- Task prompt
Set down all of the data that follows, keeping every character.

+++

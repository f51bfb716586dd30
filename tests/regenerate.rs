//! End-to-end regeneration of a small blog through the public API.

use chrono::DateTime;
use std::fs;
use std::path::Path;
use tempfile::TempDir;
use tqblog::article::{RenderContext, RenderOptions, render_article};
use tqblog::config::{BlogConfig, load_config};
use tqblog::item::Item;
use tqblog::regenerate::{ARCHIVE_DIR, TAGS_DIR, Templates, regenerate};
use tqblog::template::{OUTPUT_PAGE, PageTemplate};

const TEMPLATE: &str = "{{ title }}\n{{ date }}\n{{ content_html }}\n";

/// Write an article folder with a markdown source and a previous item record.
fn write_article(root: &Path, name: &str, title: &str, published: &str, tags: &[&str]) {
    let dir = root.join(name);
    fs::create_dir_all(&dir).unwrap();
    fs::write(dir.join("content.md"), format!("# {title}\n\nHello from *{name}*.\n")).unwrap();

    let url = format!("http://ratan.blog/{name}");
    let item = Item {
        id: url.clone(),
        url,
        title: title.to_string(),
        content_html: String::new(),
        date_published: published.to_string(),
        date_modified: published.to_string(),
        tags: tags.iter().map(|t| t.to_string()).collect(),
        attachments: Vec::new(),
    };
    item.persist(&dir).unwrap();
}

fn blog() -> TempDir {
    let tmp = TempDir::new().unwrap();
    fs::write(tmp.path().join("template.html"), TEMPLATE).unwrap();
    write_article(
        tmp.path(),
        "moon",
        "Moon",
        "1969-07-20T20:17:00Z",
        &["space", "history"],
    );
    write_article(
        tmp.path(),
        "hello-world",
        "Hello World",
        "2017-06-10T09:00:00Z",
        &["meta"],
    );
    tmp
}

fn now() -> chrono::DateTime<chrono::FixedOffset> {
    DateTime::parse_from_rfc3339("2018-01-01T12:00:00Z").unwrap()
}

fn first_line(path: &Path) -> String {
    let text = fs::read_to_string(path).unwrap();
    text.lines().next().unwrap_or_default().to_string()
}

#[test]
fn regenerates_pages_and_feeds() {
    let blog = blog();
    let config = load_config(blog.path()).unwrap();
    let templates = Templates::from_config(blog.path(), &config.templates).unwrap();

    let report = regenerate(blog.path(), &config, &templates, now()).unwrap();
    let titles: Vec<&str> = report.items.iter().map(|i| i.title.as_str()).collect();
    assert_eq!(titles, vec!["Hello World", "Moon"]);

    // Each article page starts with its own title
    for item in &report.items {
        let name = item.url.rsplit('/').next().unwrap();
        assert_eq!(first_line(&report.root.join(name).join(OUTPUT_PAGE)), item.title);
    }

    // Homepage is the newest article
    assert_eq!(first_line(&report.root.join(OUTPUT_PAGE)), "Hello World");

    let feed: serde_json::Value =
        serde_json::from_str(&fs::read_to_string(report.root.join("feeds/json")).unwrap()).unwrap();
    assert_eq!(feed["version"], "https://jsonfeed.org/version/1");
    assert_eq!(feed["items"].as_array().map(Vec::len), Some(2));
    assert_eq!(feed["items"][0]["title"], "Hello World");
    assert!(feed.get("next_url").is_none());

    let archive = fs::read_to_string(report.root.join(ARCHIVE_DIR).join(OUTPUT_PAGE)).unwrap();
    assert!(archive.contains("<h3>Lavoisier, 48 AT</h3>"));
    assert!(archive.contains("<h3>Moon Landing Day, 0 AT</h3>"));

    let tags = fs::read_to_string(report.root.join(TAGS_DIR).join(OUTPUT_PAGE)).unwrap();
    let history = tags.find("<h3>History</h3>").unwrap();
    let meta = tags.find("<h3>Meta</h3>").unwrap();
    let space = tags.find("<h3>Space</h3>").unwrap();
    assert!(history < meta && meta < space);

    assert!(report.root.join("feeds/atom").is_file());
    assert!(report.root.join("feeds/rss").is_file());
}

#[test]
fn rendering_keeps_publish_date_and_updates_item_record() {
    let blog = blog();
    let config = BlogConfig::default();
    let templates = Templates::from_config(blog.path(), &config.templates).unwrap();
    regenerate(blog.path(), &config, &templates, now()).unwrap();

    let dir = blog.path().join("hello-world");
    let item = Item::load_previous(&dir).unwrap().unwrap();
    assert_eq!(item.date_published, "2017-06-10T09:00:00Z");
    assert_eq!(item.tags, vec!["meta"]);
    assert!(item.content_html.contains("<em>hello-world</em>"));
}

#[test]
fn single_article_overrides_are_persisted() {
    let blog = blog();
    let base = BlogConfig::default().base_url().unwrap();
    let template = PageTemplate::from_source(TEMPLATE).unwrap();
    let ctx = RenderContext {
        base_url: &base,
        template: &template,
        stylesheet: None,
        now: now(),
    };
    let options = RenderOptions {
        title: Some("Renamed".into()),
        tags: Some(vec!["new".into()]),
    };

    let dir = blog.path().join("moon");
    let item = render_article(&dir, &options, &ctx).unwrap();
    assert_eq!(item.title, "Renamed");
    assert_eq!(first_line(&dir.join(OUTPUT_PAGE)), "Renamed");

    let persisted = Item::load_previous(&dir).unwrap().unwrap();
    assert_eq!(persisted.title, "Renamed");
    assert_eq!(persisted.tags, vec!["new"]);
}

+++

- Solution for this problem
repository f51bfb716586dd30
filename tests/regenerate.rs
//! End-to-end regeneration of a small blog through the public API.

use chrono::DateTime;
use std::fs;
use std::path::Path;
use tempfile::TempDir;
use tqblog::article::{RenderContext, RenderOptions, render_article};
use tqblog::config::{BlogConfig, load_config};
use tqblog::item::Item;
use tqblog::regenerate::{ARCHIVE_DIR, TAGS_DIR, Templates, regenerate};
use tqblog::template::{OUTPUT_PAGE, PageTemplate};

const TEMPLATE: &str = "{{ title }}\n{{ date }}\n{{ content_html }}\n";

/// Write an article folder with a markdown source and a previous item record.
fn write_article(root: &Path, name: &str, title: &str, published: &str, tags: &[&str]) {
    let dir = root.join(name);
    fs::create_dir_all(&dir).unwrap();
    fs::write(dir.join("content.md"), format!("# {title}\n\nHello from *{name}*.\n")).unwrap();

    let url = format!("http://ratan.blog/{name}");
    let item = Item {
        id: url.clone(),
        url,
        title: title.to_string(),
        content_html: String::new(),
        date_published: published.to_string(),
        date_modified: published.to_string(),
        tags: tags.iter().map(|t| t.to_string()).collect(),
        attachments: Vec::new(),
    };
    item.persist(&dir).unwrap();
}

fn blog() -> TempDir {
    let tmp = TempDir::new().unwrap();
    fs::write(tmp.path().join("template.html"), TEMPLATE).unwrap();
    write_article(
        tmp.path(),
        "moon",
        "Moon",
        "1969-07-20T20:17:00Z",
        &["space", "history"],
    );
    write_article(
        tmp.path(),
        "hello-world",
        "Hello World",
        "2017-06-10T09:00:00Z",
        &["meta"],
    );
    tmp
}

fn now() -> chrono::DateTime<chrono::FixedOffset> {
    DateTime::parse_from_rfc3339("2018-01-01T12:00:00Z").unwrap()
}

fn first_line(path: &Path) -> String {
    let text = fs::read_to_string(path).unwrap();
    text.lines().next().unwrap_or_default().to_string()
}

#[test]
fn regenerates_pages_and_feeds() {
    let blog = blog();
    let config = load_config(blog.path()).unwrap();
    let templates = Templates::from_config(blog.path(), &config.templates).unwrap();

    let report = regenerate(blog.path(), &config, &templates, now()).unwrap();
    let titles: Vec<&str> = report.items.iter().map(|i| i.title.as_str()).collect();
    assert_eq!(titles, vec!["Hello World", "Moon"]);

    // Each article page starts with its own title
    for item in &report.items {
        let name = item.url.rsplit('/').next().unwrap();
        assert_eq!(first_line(&report.root.join(name).join(OUTPUT_PAGE)), item.title);
    }

    // Homepage is the newest article
    assert_eq!(first_line(&report.root.join(OUTPUT_PAGE)), "Hello World");

    let feed: serde_json::Value =
        serde_json::from_str(&fs::read_to_string(report.root.join("feeds/json")).unwrap()).unwrap();
    assert_eq!(feed["version"], "https://jsonfeed.org/version/1");
    assert_eq!(feed["items"].as_array().map(Vec::len), Some(2));
    assert_eq!(feed["items"][0]["title"], "Hello World");
    assert!(feed.get("next_url").is_none());

    let archive = fs::read_to_string(report.root.join(ARCHIVE_DIR).join(OUTPUT_PAGE)).unwrap();
    assert!(archive.contains("<h3>Lavoisier, 48 AT</h3>"));
    assert!(archive.contains("<h3>Moon Landing Day, 0 AT</h3>"));

    let tags = fs::read_to_string(report.root.join(TAGS_DIR).join(OUTPUT_PAGE)).unwrap();
    let history = tags.find("<h3>History</h3>").unwrap();
    let meta = tags.find("<h3>Meta</h3>").unwrap();
    let space = tags.find("<h3>Space</h3>").unwrap();
    assert!(history < meta && meta < space);

    assert!(report.root.join("feeds/atom").is_file());
    assert!(report.root.join("feeds/rss").is_file());
}

#[test]
fn rendering_keeps_publish_date_and_updates_item_record() {
    let blog = blog();
    let config = BlogConfig::default();
    let templates = Templates::from_config(blog.path(), &config.templates).unwrap();
    regenerate(blog.path(), &config, &templates, now()).unwrap();

    let dir = blog.path().join("hello-world");
    let item = Item::load_previous(&dir).unwrap().unwrap();
    assert_eq!(item.date_published, "2017-06-10T09:00:00Z");
    assert_eq!(item.tags, vec!["meta"]);
    assert!(item.content_html.contains("<em>hello-world</em>"));
}

#[test]
fn single_article_overrides_are_persisted() {
    let blog = blog();
    let base = BlogConfig::default().base_url().unwrap();
    let template = PageTemplate::from_source(TEMPLATE).unwrap();
    let ctx = RenderContext {
        base_url: &base,
        template: &template,
        stylesheet: None,
        now: now(),
    };
    let options = RenderOptions {
        title: Some("Renamed".into()),
        tags: Some(vec!["new".into()]),
    };

    let dir = blog.path().join("moon");
    let item = render_article(&dir, &options, &ctx).unwrap();
    assert_eq!(item.title, "Renamed");
    assert_eq!(first_line(&dir.join(OUTPUT_PAGE)), "Renamed");

    let persisted = Item::load_previous(&dir).unwrap().unwrap();
    assert_eq!(persisted.title, "Renamed");
    assert_eq!(persisted.tags, vec!["new"]);
}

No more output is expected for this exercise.